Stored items
BEGIN
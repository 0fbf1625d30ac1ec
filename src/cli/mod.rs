//! Command-line layer
//!
//! Reaches version data only through [`crate::get_version`].

pub mod args;
pub mod dispatch;

pub use args::{Cli, Command};
pub use dispatch::{Context, Outcome, dispatch};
END
*What you should do*: Copy each of the records above so that nothing differs from the original.

*Task output*:
repository 0fbf1625d30ac1ec
filename src/cli/mod.rs
//! Command-line layer
//!
//! Reaches version data only through [`crate::get_version`].

pub mod args;
pub mod dispatch;

pub use args::{Cli, Command};
pub use dispatch::{Context, Outcome, dispatch};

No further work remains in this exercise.